◆ What you should do
The answer must be a single number: the count of lines in the records below that contain the word "expect".

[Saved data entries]

+ + + + + + +

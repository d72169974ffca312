//! Tests for the client's guard and validation paths that need no server.

use mailpager::{ImapClient, ImapConfig, MailError};

fn offline_client() -> ImapClient {
    ImapClient::new(ImapConfig {
        host: "imap.example.invalid".to_string(),
        username: "alice".to_string(),
        password: "secret".to_string(),
        ..Default::default()
    })
}

// ─── Guard: operations without a session ────────────────────────────

#[tokio::test]
async fn test_list_folders_requires_session() {
    let client = offline_client();
    let err = client.list_folders().await.unwrap_err();
    assert!(matches!(err, MailError::NotConnected), "got: {err}");
}

#[tokio::test]
async fn test_get_inbox_requires_session() {
    let client = offline_client();
    let err = client.get_inbox(1, 10).await.unwrap_err();
    assert!(matches!(err, MailError::NotConnected), "got: {err}");
}

#[tokio::test]
async fn test_get_folder_messages_requires_session() {
    let client = offline_client();
    let err = client.get_folder_messages("Archive", 1, 10).await.unwrap_err();
    assert!(matches!(err, MailError::NotConnected), "got: {err}");
}

#[tokio::test]
async fn test_get_message_by_id_requires_session() {
    let client = offline_client();
    let err = client.get_message_by_id("7", None).await.unwrap_err();
    assert!(matches!(err, MailError::NotConnected), "got: {err}");
}

// ─── Disconnect on an already-disconnected client ───────────────────

#[tokio::test]
async fn test_disconnect_without_session_is_noop() {
    let client = offline_client();
    client.disconnect().await.expect("no-op success");
    client.disconnect().await.expect("still a no-op");
}

// ─── ID validation happens before any I/O or guard check ────────────

#[tokio::test]
async fn test_invalid_id_rejected_before_guard() {
    let client = offline_client();
    let err = client
        .get_message_by_id("not-a-number", Some("INBOX"))
        .await
        .unwrap_err();
    assert!(
        matches!(err, MailError::InvalidId { ref raw } if raw == "not-a-number"),
        "got: {err}"
    );
}

#[tokio::test]
async fn test_negative_and_decorated_ids_rejected() {
    let client = offline_client();
    for bad in ["-1", "1.5", "", "0x10", " 7"] {
        let err = client.get_message_by_id(bad, None).await.unwrap_err();
        assert!(
            matches!(err, MailError::InvalidId { .. }),
            "'{bad}' should be invalid, got: {err}"
        );
    }
}

#[tokio::test]
async fn test_error_messages_name_the_operation() {
    let err = mailpager::MailError::InvalidId {
        raw: "abc".to_string(),
    };
    assert_eq!(err.to_string(), "invalid message ID 'abc': not a sequence number");

    let err = mailpager::MailError::NotFound {
        id: "9".to_string(),
        folder: "INBOX".to_string(),
    };
    assert_eq!(err.to_string(), "message 9 not found in 'INBOX'");
}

+ + + + + + +

◆ Response to this task
2